The Bandit movies wound up in an odd position. For low budget TV movies, they were watchable and fun. However, by carrying the Bandit name, comparisons to the original would happen, and a theatrical release where cars could be abused and junked has the edge over a series of TV movies where repairs eat into the budget. At the same time, without the link to Smokey and the Bandit, the movies might get ignored or, worse, be thought of as a rip-off of the original work. Television adaptations also have a different flow thanks to the need for commercial breaks. A theatrical release can keep building to a big ending, adding ebbs to let the audience catch a breather. On TV, the requirement for advertisements means that, every ten to fifteen minutes, the movie needs to have a mini-cliffhanger to ensure viewers return after the ad. Viewing a TV show or a made-for-TV movie on DVD, with no commercial, can become choppy as a result.

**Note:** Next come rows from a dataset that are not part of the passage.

//! Scene: owns every resource and drives the per-frame update and draw.
//!
//! Draw order is a fixed three-phase sequence: shadows for every caster,
//! shaded geometry for every object, then the environment backdrop. The
//! phases must not be reordered: the shadows blend onto the ground plane
//! and have to land in the depth/color buffers before the ground itself
//! draws.

pub mod environment;
pub mod object;

use std::path::{Path, PathBuf};

use thiserror::Error;

use crate::gfx::camera::Camera;
use crate::gfx::device::{DeviceError, RenderDevice};
use crate::gfx::geometry::Geometry;
use crate::gfx::light::Light;
use crate::gfx::material::Material;
use crate::gfx::resources::{Mesh, SceneResources, ShaderId};
use crate::gfx::shader::{Shader, ShaderKind};
use crate::gfx::texture::{CubeMap, Texture};
use crate::import::{self, ImportError};
use crate::input::InputState;
use crate::math::{Vec3, Vec4};

use environment::Environment;
use object::Object;

/// How the camera follows the action each frame.
#[derive(Debug, Clone, Copy, PartialEq, Eq)]
pub enum CameraMode {
    /// Rigid offset chase behind the avatar.
    Chase,
    /// Keyboard-driven free look, detached from the avatar.
    Free,
}

/// Errors that abort scene construction.
#[derive(Debug, Error)]
pub enum SceneError {
    #[error(transparent)]
    Device(#[from] DeviceError),
    #[error(transparent)]
    Import(#[from] ImportError),
}

/// Asset paths and shared shading coefficients for the standard scene.
#[derive(Debug, Clone)]
pub struct SceneConfig {
    pub avatar_mesh: PathBuf,
    pub avatar_texture: PathBuf,
    pub scenery_mesh: PathBuf,
    pub scenery_texture: PathBuf,
    pub ground_texture: PathBuf,
    /// Cube faces in +X, -X, +Y, -Y, +Z, -Z order.
    pub environment_faces: [PathBuf; 6],
    pub ambient: Vec3,
    pub diffuse: Vec3,
    pub specular: Vec3,
    pub shininess: f32,
}

impl SceneConfig {
    /// Conventional file names resolved against one asset directory.
    pub fn from_asset_dir(dir: impl AsRef<Path>) -> Self {
        let dir = dir.as_ref();
        let face = |name: &str| dir.join(name);
        Self {
            avatar_mesh: dir.join("avatar.obj"),
            avatar_texture: dir.join("avatar.png"),
            scenery_mesh: dir.join("tree.obj"),
            scenery_texture: dir.join("tree.png"),
            ground_texture: dir.join("ground.png"),
            environment_faces: [
                face("posx.jpg"),
                face("negx.jpg"),
                face("posy.jpg"),
                face("negy.jpg"),
                face("posz.jpg"),
                face("negz.jpg"),
            ],
            ambient: Vec3::splat(0.1),
            diffuse: Vec3::splat(0.6),
            specular: Vec3::splat(0.3),
            shininess: 50.0,
        }
    }
}

impl Default for SceneConfig {
    fn default() -> Self {
        Self::from_asset_dir("assets")
    }
}

pub struct Scene {
    pub resources: SceneResources,
    objects: Vec<Object>,
    environment: Environment,
    pub camera: Camera,
    pub camera_mode: CameraMode,
    pub light: Light,
    shadow_shader: ShaderId,
}

impl Scene {
    /// Builds the standard scene: a keyboard-driven avatar, one piece of
    /// scenery, the infinite ground, and the cube-map backdrop. Missing
    /// asset files degrade (empty geometry, unbound textures); a shader
    /// that fails to build is fatal.
    pub fn new(device: &mut impl RenderDevice, config: &SceneConfig) -> Result<Self, SceneError> {
        let mut resources = SceneResources::new();

        let mesh_shader = resources.add_shader(Shader::new(device, ShaderKind::Mesh)?);
        let ground_shader =
            resources.add_shader(Shader::new(device, ShaderKind::InfiniteGround)?);
        let shadow_shader = resources.add_shader(Shader::new(device, ShaderKind::Shadow)?);
        let environment_shader =
            resources.add_shader(Shader::new(device, ShaderKind::Environment)?);

        let environment_map =
            resources.add_cube_map(CubeMap::load(device, &config.environment_faces));

        let mut objects = Vec::new();

        let avatar_texture = resources.add_texture(Texture::load(device, &config.avatar_texture));
        let avatar_material = resources.add_material(
            Material::new(
                mesh_shader,
                config.ambient,
                config.diffuse,
                config.specular,
                config.shininess,
            )
            .with_texture(avatar_texture)
            .with_environment(environment_map),
        );
        let avatar_buffers = import::import(&config.avatar_mesh)?;
        let avatar_geometry =
            resources.add_geometry(Geometry::imported(device, &avatar_buffers, "avatar"));
        let avatar_mesh = resources.add_mesh(Mesh {
            geometry: avatar_geometry,
            material: avatar_material,
        });
        objects.push(Object::avatar(
            avatar_mesh,
            Vec3::new(0.0, -1.0, 0.0),
            Vec3::splat(0.05),
            -60.0,
        ));

        let scenery_texture =
            resources.add_texture(Texture::load(device, &config.scenery_texture));
        let scenery_material = resources.add_material(
            Material::new(
                mesh_shader,
                config.ambient,
                config.diffuse,
                config.specular,
                config.shininess,
            )
            .with_texture(scenery_texture),
        );
        let scenery_buffers = import::import(&config.scenery_mesh)?;
        let scenery_geometry =
            resources.add_geometry(Geometry::imported(device, &scenery_buffers, "scenery"));
        let scenery_mesh = resources.add_mesh(Mesh {
            geometry: scenery_geometry,
            material: scenery_material,
        });
        objects.push(Object::scenery(
            scenery_mesh,
            Vec3::new(-0.5, -0.5, -0.1),
            Vec3::splat(0.015),
            -60.0,
        ));

        let environment = Environment::new(device, environment_shader, environment_map);

        // The ground stays last in the object list: the shadow pass walks
        // everything before it, so the ground never casts onto itself.
        let ground_texture = resources.add_texture(Texture::load(device, &config.ground_texture));
        let ground_material = resources.add_material(
            Material::new(
                ground_shader,
                config.ambient,
                config.diffuse,
                config.specular,
                config.shininess,
            )
            .with_texture(ground_texture),
        );
        let ground_geometry = resources.add_geometry(Geometry::infinite_quad(device));
        let ground_mesh = resources.add_mesh(Mesh {
            geometry: ground_geometry,
            material: ground_material,
        });
        objects.push(Object::scenery(
            ground_mesh,
            Vec3::new(0.0, -1.0, 0.0),
            Vec3::splat(1.0),
            0.0,
        ));

        Ok(Self {
            resources,
            objects,
            environment,
            camera: Camera::new(),
            camera_mode: CameraMode::Chase,
            light: Light::new(
                Vec3::splat(1.0),
                Vec3::splat(1.0),
                Vec4::new(0.1, 0.1, 0.1, 0.0),
            ),
            shadow_shader,
        })
    }

    pub fn avatar(&self) -> &Object {
        &self.objects[0]
    }

    /// One frame of simulation: the camera repositions first (in chase
    /// mode it reads the pose the previous frame produced), then every
    /// object applies its movement behavior.
    pub fn advance(&mut self, dt: f32, input: &InputState) {
        match self.camera_mode {
            CameraMode::Chase => {
                if let Some(avatar) = self.objects.first() {
                    self.camera.follow(avatar.position, avatar.orientation);
                }
            }
            CameraMode::Free => self.camera.free_move(dt, input),
        }
        for object in &mut self.objects {
            object.advance(dt, input);
        }
    }

    pub fn toggle_camera_mode(&mut self) {
        self.camera_mode = match self.camera_mode {
            CameraMode::Chase => CameraMode::Free,
            CameraMode::Free => CameraMode::Chase,
        };
    }

    /// One frame of submission in the fixed three-phase order.
    pub fn draw(&self, device: &mut impl RenderDevice) {
        let shadow = self.resources.shader(self.shadow_shader);
        let casters = self.objects.len().saturating_sub(1);
        for object in &self.objects[..casters] {
            object.draw_shadow(device, &self.resources, &self.camera, shadow);
        }
        for object in &self.objects {
            object.draw(device, &self.resources, &self.camera, &self.light);
        }
        self.environment.draw(device, &self.resources, &self.camera);
    }
}

#[cfg(test)]
mod tests {
    use super::*;
    use crate::gfx::device::testing::RecordingDevice;
    use crate::input::Key;

    fn test_scene(device: &mut RecordingDevice) -> Scene {
        // Paths that cannot exist: geometry imports empty and textures stay
        // unbound, which is exactly the degraded mode under test.
        let config = SceneConfig::from_asset_dir("/nonexistent-assets");
        Scene::new(device, &config).unwrap()
    }

    #[test]
    fn test_draw_order_is_shadows_then_shaded_then_backdrop() {
        let mut device = RecordingDevice::new();
        let scene = test_scene(&mut device);
        scene.draw(&mut device);

        let draws = device.draws();
        let programs: Vec<&str> = draws.iter().map(|(p, _)| p.as_str()).collect();
        assert_eq!(
            programs,
            vec![
                "shadow",
                "shadow",
                "mesh",
                "mesh",
                "infinite_ground",
                "environment",
            ]
        );

        // The shadow pass covers exactly the non-ground objects, in order.
        assert_eq!(draws[0].1, "avatar");
        assert_eq!(draws[1].1, "scenery");
        assert_eq!(draws[5].1, "environment backdrop");
    }

    #[test]
    fn test_advance_moves_only_the_avatar() {
        let mut device = RecordingDevice::new();
        let mut scene = test_scene(&mut device);
        let scenery_before = scene.objects[1].position;

        let mut input = InputState::new();
        input.set(Key::Forward, true);
        scene.advance(0.25, &input);

        assert!(scene.avatar().position.x != 0.0);
        assert_eq!(scene.objects[1].position, scenery_before);
    }

    #[test]
    fn test_chase_camera_reads_pre_move_pose() {
        let mut device = RecordingDevice::new();
        let mut scene = test_scene(&mut device);

        let mut input = InputState::new();
        input.set(Key::Forward, true);
        scene.advance(1.0, &input);

        // The camera used the avatar pose from before this frame's move:
        // position (0,-1,0), yaw -60 degrees.
        let expected_eye = Vec3::new(0.0, -1.0, 0.0)
            + Vec3::new(
                2.0 * (-60.0f32).to_radians().cos(),
                2.0,
                2.0 * (-60.0f32).to_radians().sin(),
            );
        let eye = scene.camera.eye();
        assert!((eye.x - expected_eye.x).abs() < 1e-5);
        assert!((eye.y - expected_eye.y).abs() < 1e-5);
        assert!((eye.z - expected_eye.z).abs() < 1e-5);
    }

    #[test]
    fn test_scene_counts() {
        let mut device = RecordingDevice::new();
        let scene = test_scene(&mut device);
        // Empty imports contribute nothing; the two quads remain.
        assert_eq!(scene.resources.triangle_count(), 4);
    }
}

Overall, the Bandit movies are fun for what they are, low-budget TV movies. Brian Bloom’s Bandit is clearly the same as Burt Reynold’s, a man who gets by on charm and can wind up over his head as a result. With Hal Needham on board as producer and director, the TV movies could keep to the core of the originals and move away from the car chase without losing the identity.
Next week, the February adaptational news round up.
* And, later, the Hercules spin-off, Xena: Warrior Princess.
** Kathy’s southern accent is far more easy to listen to than her squeaky voice in Alien from LA.